New York’s Central Business District (CBD) has implemented a congestion pricing initiative aimed at reducing traffic during peak hours, encouraging the use of mass transit, carpooling, and discouraging discretionary vehicle travel. The plan also seeks to cut down on environmental pollution and generate revenue for the city’s mass transit system. Despite initial opposition from former President Trump, who demanded the city end the initiative, the congestion toll remains active as legal disputes continue.
The initiative charges vehicles entering Manhattan south of 60th Street, with tolls ranging from $9 to $21.60 depending on the vehicle type and payment method. According to the Metropolitan Transit Authority (MTA), over 700,000 vehicles previously entered the CBD daily, with average speeds as low as 7 mph. The MTA estimates that New Yorkers lose 117 hours annually to traffic, costing them approximately $2,000 per year in lost time. The toll is expected to remove about 80,000 vehicles daily, improving travel times, air quality, and safety while funding mass transit improvements.
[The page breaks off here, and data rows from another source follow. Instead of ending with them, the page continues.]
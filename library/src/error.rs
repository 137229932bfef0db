use thiserror::Error;

use crate::model::{ClipId, ProducerId, TrackId};

#[derive(Error, Debug)]
pub enum LibraryError {
    #[error("Clip with ID {0} not found")]
    UnknownClip(ClipId),
    #[error("Track with ID {0} not found")]
    UnknownTrack(TrackId),
    #[error("Producer {0} not found in bin")]
    UnknownProducer(ProducerId),
    #[error("Invalid speed: {0} (must be positive and keep the clip within the frame range)")]
    InvalidSpeed(f64),
    #[error("Speed {speed} is too high for clip {clip_id} with playtime {playtime}")]
    SpeedTooHigh {
        clip_id: ClipId,
        speed: f64,
        playtime: i64,
    },
    #[error("Clip {clip_id} does not fit on track {track_id} at position {position}")]
    PlacementConflict {
        clip_id: ClipId,
        track_id: TrackId,
        position: i64,
    },
    #[error("Invalid argument: {0}")]
    InvalidArgument(String),
    #[error("Invalid state: {0}")]
    InvalidState(String),
    #[error("I/O error: {0}")]
    Io(#[from] std::io::Error),
    #[error("Config parsing error: {0}")]
    Config(#[from] toml::de::Error),
    #[error("JSON error: {0}")]
    Json(#[from] serde_json::Error),
}

impl LibraryError {
    /// Whether the caller can simply report the rejection and carry on.
    ///
    /// `InvalidState` means the model was already corrupted before the call.
    pub fn is_recoverable(&self) -> bool {
        matches!(
            self,
            LibraryError::UnknownClip(_)
                | LibraryError::UnknownTrack(_)
                | LibraryError::UnknownProducer(_)
                | LibraryError::InvalidSpeed(_)
                | LibraryError::SpeedTooHigh { .. }
                | LibraryError::PlacementConflict { .. }
                | LibraryError::InvalidArgument(_)
        )
    }
}

pub type Result<T> = std::result::Result<T, LibraryError>;
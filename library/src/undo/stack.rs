use std::collections::VecDeque;
use std::fmt;

use log::{debug, warn};

use super::Fun;
use crate::timeline::TimelineModel;

/// One user-level edit: a label plus the actions that revert and replay it.
pub struct UndoCommand {
    label: String,
    undo: Fun,
    redo: Fun,
}

impl UndoCommand {
    pub fn new(label: impl Into<String>, undo: Fun, redo: Fun) -> Self {
        Self {
            label: label.into(),
            undo,
            redo,
        }
    }

    pub fn label(&self) -> &str {
        &self.label
    }
}

impl fmt::Debug for UndoCommand {
    fn fmt(&self, f: &mut fmt::Formatter<'_>) -> fmt::Result {
        f.debug_struct("UndoCommand")
            .field("label", &self.label)
            .finish_non_exhaustive()
    }
}

/// Session-owned edit history.
#[derive(Debug)]
pub struct UndoStack {
    undo_stack: VecDeque<UndoCommand>,
    redo_stack: Vec<UndoCommand>,
    /// 0 means unlimited.
    limit: usize,
}

impl Default for UndoStack {
    fn default() -> Self {
        Self::new(0)
    }
}

impl UndoStack {
    pub fn new(limit: usize) -> Self {
        Self {
            undo_stack: VecDeque::new(),
            redo_stack: Vec::new(),
            limit,
        }
    }

    /// Record an edit that has already been applied. Clears the redo branch.
    pub fn push(&mut self, label: impl Into<String>, undo: Fun, redo: Fun) {
        let command = UndoCommand::new(label, undo, redo);
        debug!("Push undo entry '{}'", command.label);
        self.undo_stack.push_back(command);
        self.redo_stack.clear();
        if self.limit > 0 {
            while self.undo_stack.len() > self.limit {
                self.undo_stack.pop_front();
            }
        }
    }

    /// Revert the latest edit. Returns false if there is nothing to undo or
    /// the edit could not be reverted; the history is left untouched then.
    pub fn undo(&mut self, timeline: &mut TimelineModel) -> bool {
        let Some(command) = self.undo_stack.pop_back() else {
            return false;
        };
        if (command.undo)(timeline) {
            debug!("Undo '{}'", command.label);
            self.redo_stack.push(command);
            true
        } else {
            warn!("Failed to undo '{}'", command.label);
            self.undo_stack.push_back(command);
            false
        }
    }

    /// Replay the latest undone edit.
    pub fn redo(&mut self, timeline: &mut TimelineModel) -> bool {
        let Some(command) = self.redo_stack.pop() else {
            return false;
        };
        if (command.redo)(timeline) {
            debug!("Redo '{}'", command.label);
            self.undo_stack.push_back(command);
            true
        } else {
            warn!("Failed to redo '{}'", command.label);
            self.redo_stack.push(command);
            false
        }
    }

    pub fn can_undo(&self) -> bool {
        !self.undo_stack.is_empty()
    }

    pub fn can_redo(&self) -> bool {
        !self.redo_stack.is_empty()
    }

    pub fn undo_label(&self) -> Option<&str> {
        self.undo_stack.back().map(UndoCommand::label)
    }

    pub fn redo_label(&self) -> Option<&str> {
        self.redo_stack.last().map(UndoCommand::label)
    }

    /// Number of edits that can be undone.
    pub fn len(&self) -> usize {
        self.undo_stack.len()
    }

    pub fn is_empty(&self) -> bool {
        self.undo_stack.is_empty()
    }

    pub fn clear(&mut self) {
        self.undo_stack.clear();
        self.redo_stack.clear();
    }
}
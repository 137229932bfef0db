use std::collections::{HashMap, HashSet};

use log::error;

use super::TimelineModel;
use crate::model::ClipId;

impl TimelineModel {
    /// Walk every clip and track and verify the structural invariants.
    /// Each violation is logged at error level.
    pub fn check_consistency(&self) -> bool {
        let violations = self.consistency_violations();
        for violation in &violations {
            error!("Timeline inconsistency: {}", violation);
        }
        violations.is_empty()
    }

    /// Human readable description of every broken invariant.
    pub fn consistency_violations(&self) -> Vec<String> {
        let mut violations = Vec::new();

        // How many times each clip id is referenced from tracks.
        let mut appearances: HashMap<ClipId, usize> = HashMap::new();
        let mut track_ids = HashSet::new();

        for track in &self.tracks {
            if !track_ids.insert(track.id()) {
                violations.push(format!("track id {} is used twice", track.id()));
            }
            if track.id() >= self.next_id {
                violations.push(format!("track id {} was never allocated", track.id()));
            }

            let mut previous_end: Option<(ClipId, i64)> = None;
            for (position, clip_id) in track.clips() {
                *appearances.entry(clip_id).or_default() += 1;
                let Some(clip) = self.clips.get(&clip_id) else {
                    violations.push(format!(
                        "track {} references unknown clip {}",
                        track.id(),
                        clip_id
                    ));
                    continue;
                };
                if clip.track_id() != Some(track.id()) || clip.position() != position {
                    violations.push(format!(
                        "clip {} is listed on track {} at {} but records {:?} at {}",
                        clip_id,
                        track.id(),
                        position,
                        clip.track_id(),
                        clip.position()
                    ));
                }
                if position < 0 {
                    violations.push(format!("clip {} has negative position {}", clip_id, position));
                }
                if let Some((previous_id, end)) = previous_end {
                    if position < end {
                        violations.push(format!(
                            "clip {} overlaps clip {} on track {}",
                            clip_id,
                            previous_id,
                            track.id()
                        ));
                    }
                }
                let playtime = clip.playtime().unwrap_or(0);
                previous_end = Some((clip_id, position.saturating_add(playtime)));
            }
        }

        for (id, clip) in &self.clips {
            if *id != clip.id() {
                violations.push(format!("clip {} is stored under id {}", clip.id(), id));
            }
            if *id >= self.next_id {
                violations.push(format!("clip id {} was never allocated", id));
            }
            if track_ids.contains(id) {
                violations.push(format!("id {} is used by both a clip and a track", id));
            }
            match clip.playtime() {
                Ok(playtime) if playtime >= 1 => {}
                Ok(playtime) => violations.push(format!("clip {} has playtime {}", id, playtime)),
                Err(e) => violations.push(e.to_string()),
            }
            if clip.get_in() < 0 {
                violations.push(format!("clip {} has negative in point", id));
            }
            if !clip.speed().is_finite() || clip.speed() <= 0.0 {
                violations.push(format!("clip {} has invalid speed {}", id, clip.speed()));
            }

            let count = appearances.get(id).copied().unwrap_or(0);
            match clip.track_id() {
                Some(track_id) => {
                    if !track_ids.contains(&track_id) {
                        violations.push(format!("clip {} is on unknown track {}", id, track_id));
                    } else if count != 1 {
                        violations.push(format!(
                            "clip {} appears {} times in track lists",
                            id, count
                        ));
                    }
                }
                None if count > 0 => {
                    violations.push(format!("orphan clip {} is listed on a track", id));
                }
                None => {}
            }
        }

        violations
    }
}

#[cfg(test)]
mod tests {
    use crate::config::TimelineConfig;
    use crate::model::{BinModel, Producer};
    use crate::timeline::TimelineModel;
    use crate::undo::noop;

    fn timeline_with_two_clips() -> (TimelineModel, usize, usize, usize) {
        let mut bin = BinModel::new();
        let producer = bin.add_producer(Producer::new("blue", 10));
        let mut timeline = TimelineModel::new(TimelineConfig::default());
        let mut undo = noop();
        let mut redo = noop();
        let track = timeline
            .request_track_insertion(None, &mut undo, &mut redo)
            .unwrap();
        let first = timeline
            .construct_clip(&bin, producer, Some((track, 0)))
            .unwrap();
        let second = timeline
            .construct_clip(&bin, producer, Some((track, 10)))
            .unwrap();
        (timeline, track, first, second)
    }

    #[test]
    fn test_consistent_after_construction() {
        let (timeline, _, _, _) = timeline_with_two_clips();
        assert!(timeline.check_consistency());
        assert!(timeline.consistency_violations().is_empty());
    }

    #[test]
    fn test_detects_overlap() {
        let (mut timeline, _, first, _) = timeline_with_two_clips();
        // Grow the first clip by hand so it runs into the second one.
        timeline.clips.get_mut(&first).unwrap().set_in_out(0, 14);
        assert!(!timeline.check_consistency());
        let violations = timeline.consistency_violations();
        assert_eq!(violations.len(), 1);
        assert!(violations[0].contains("overlaps"));
    }

    #[test]
    fn test_detects_dangling_track_entry() {
        let (mut timeline, _, _, second) = timeline_with_two_clips();
        timeline.clips.remove(&second);
        assert!(!timeline.check_consistency());
    }

    #[test]
    fn test_detects_orphan_listed_on_track() {
        let (mut timeline, _, first, _) = timeline_with_two_clips();
        timeline.clips.get_mut(&first).unwrap().set_placement(None, 0);
        let violations = timeline.consistency_violations();
        assert!(violations.iter().any(|v| v.contains("orphan clip")));
    }
}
Congestion pricing operates on the economic principle that efficient consumption occurs when prices reflect all associated costs, including externalities like pollution and increased travel times. By charging drivers for these externalities, the city aims to reduce excess driving and generate revenue. The initiative’s success depends on driver sensitivity to price changes; if demand is elastic, congestion will decrease significantly but with lower revenue, whereas inelastic demand will yield higher revenue but minimal congestion reduction.
While the toll is designed to improve traffic flow and fund transit projects, some critics argue that the MTA’s use of funds is inefficient. Additionally, concerns about the toll’s regressivity persist, though demographic data suggest that low-income individuals are minimally affected. Public support for the initiative remains strong, with polls showing six in ten New Yorkers favoring congestion pricing.
Initial results indicate a 20-30 minute reduction in travel times and higher-than-expected revenues of $48.6 million in January. However, traffic reductions were smaller than anticipated, suggesting inelastic demand. Economists note that the toll’s primary benefit may be revenue generation rather than congestion relief.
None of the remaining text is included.